Liam Booth-Smith is a British political adviser who has served as the Downing Street Chief of Staff since October 2022. He previously served as de facto chief of staff to then-chancellor Rishi Sunak as head of the Joint Economic Unit.

Early life and education
Booth-Smith was born in 1987 to in Stoke on Trent and was raised by a single mother. He read politics and social policy at Loughborough University.

Career
Booth-Smith served as chief executive of the Localis think tank between 2016 and 2018, before serving as a special adviser to James Brokenshire as Secretary of State for Housing, Communities and Local Government between 2018 and 2019, where Rishi Sunak was a junior minister.
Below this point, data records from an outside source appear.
// this_file: crates/fontsel-cli/src/main.rs

//! fontsel CLI: list catalogued families, manage favorites and resolve
//! variants to loaded font files.

use anyhow::Context;
use camino::Utf8PathBuf;
use clap::{Parser, Subcommand};
use fontsel_api::{FamilyRow, FontSelector};
use fontsel_core::{
    FamilyCatalog, FavoriteStore, FontselError, ResourceCache, SelectorConfig, SelectorState,
};
use fontsel_fontdb::FontScanner;
use fontsel_fs::{FsFontLoader, OsFileSystem};
use std::sync::Arc;

/// fontsel: font family selector
#[derive(Parser)]
#[command(name = "fontsel")]
#[command(author, version, about, long_about = None)]
struct Cli {
    /// Configuration file (defaults to the per-user location)
    #[arg(long, global = true)]
    config: Option<Utf8PathBuf>,

    /// Enable verbose logging
    #[arg(short, long, global = true)]
    verbose: bool,

    #[command(subcommand)]
    command: Commands,
}

#[derive(Subcommand)]
enum Commands {
    /// Scan font directories and list families
    Scan {
        /// Directory to scan, repeatable (overrides configured directories)
        #[arg(long = "dir")]
        dirs: Vec<Utf8PathBuf>,

        /// Only list favorite families
        #[arg(long)]
        favorites_only: bool,

        /// Case-insensitive family name filter
        #[arg(long)]
        search: Option<String>,
    },

    /// Manage the favorites document
    Favorite {
        #[command(subcommand)]
        action: FavoriteAction,
    },

    /// Load a family's variant and print where it came from
    Resolve {
        family: String,

        /// Variant identifier (defaults to the family's first variant)
        variant: Option<String>,
    },
}

#[derive(Subcommand)]
enum FavoriteAction {
    /// Mark a family as favorite
    Add { name: String },
    /// Unmark a family
    Remove { name: String },
    /// Print the favorite families
    List,
}

fn main() -> anyhow::Result<()> {
    let cli = Cli::parse();

    let config_path = cli.config.clone().unwrap_or_else(SelectorConfig::config_path);
    let config = SelectorConfig::load(&config_path)
        .with_context(|| format!("loading configuration from {}", config_path))?;
    init_logging(cli.verbose || config.debug);

    match cli.command {
        Commands::Scan {
            dirs,
            favorites_only,
            search,
        } => run_scan(config, dirs, favorites_only, search),
        Commands::Favorite { action } => run_favorite(&config, action),
        Commands::Resolve { family, variant } => run_resolve(&config, &family, variant.as_deref()),
    }
}

/// Initialize logging based on verbosity.
fn init_logging(verbose: bool) {
    let level = if verbose { "debug" } else { "info" };
    env_logger::Builder::from_env(env_logger::Env::default().default_filter_or(level))
        .format_timestamp_millis()
        .init();
}

fn scan_catalog(config: &SelectorConfig, dirs: Vec<Utf8PathBuf>) -> FamilyCatalog {
    let scanner = if dirs.is_empty() {
        FontScanner::from_config(config)
    } else {
        FontScanner::new(dirs)
    };
    log::debug!("Scanning {:?}", scanner.dirs());
    scanner.scan()
}

fn run_scan(
    config: SelectorConfig,
    dirs: Vec<Utf8PathBuf>,
    favorites_only: bool,
    search: Option<String>,
) -> anyhow::Result<()> {
    let catalog = scan_catalog(&config, dirs);
    let selector = FontSelector::new(
        config,
        catalog,
        Arc::new(FsFontLoader::new()),
        Arc::new(OsFileSystem),
    );

    let mut state = SelectorState::default();
    state.filter.favorites_only = favorites_only;
    state.filter.search = search.unwrap_or_default();

    for row in selector.family_rows(&state) {
        let variants = selector.catalog().variants_of(row.index)?.len();
        println!("{}", format_row(&row, variants));
    }
    Ok(())
}

fn format_row(row: &FamilyRow<'_>, variants: usize) -> String {
    format!(
        "{}{} {} ({} variant{})",
        if row.favorite { '*' } else { ' ' },
        if row.multi_component { '+' } else { ' ' },
        row.name,
        variants,
        if variants == 1 { "" } else { "s" }
    )
}

fn run_favorite(config: &SelectorConfig, action: FavoriteAction) -> anyhow::Result<()> {
    let store = FavoriteStore::new(config.favorites_path());
    match action {
        FavoriteAction::Add { name } => {
            store.toggle_favorite(&name, true)?;
            log::info!("Added {} to {}", name, store.path());
        }
        FavoriteAction::Remove { name } => {
            store.toggle_favorite(&name, false)?;
            log::info!("Removed {} from {}", name, store.path());
        }
        FavoriteAction::List => {
            for name in store.load().iter() {
                println!("{}", name);
            }
        }
    }
    Ok(())
}

fn run_resolve(
    config: &SelectorConfig,
    family: &str,
    variant: Option<&str>,
) -> anyhow::Result<()> {
    let catalog = scan_catalog(config, Vec::new());
    let index = catalog
        .find_family(family)
        .ok_or_else(|| FontselError::UnknownFamily(family.to_string()))?;
    let variant = match variant {
        Some(name) => name,
        None => catalog.first_variant(index)?,
    };
    let target = catalog.variant(index, variant)?;

    let mut cache = ResourceCache::new(Arc::new(FsFontLoader::new()), Arc::new(OsFileSystem));
    let handle = cache.resolve(target)?;
    println!("name: {}", handle.name());
    println!("path: {}", handle.filepath());
    println!("size: {} bytes", handle.data().len());
    Ok(())
}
In July 2019, Booth-Smith became a senior adviser to prime minister Boris Johnson upon his accession as prime minister. He had previously worked at the Policy Exchange think tank with a specialism in housing policy.

In February 2020, Booth-Smith became then-chancellor Sunak's de facto chief of staff as head of the Joint Economic Unit between 10 Downing Street and 11 Downing Street, overseeing the Treasury's response to the COVID-19 pandemic.

Booth-Smith led Rishi Sunak's leadership campaign during the July–September 2022 Conservative Party leadership election, and again during the October 2022 Conservative Party leadership election.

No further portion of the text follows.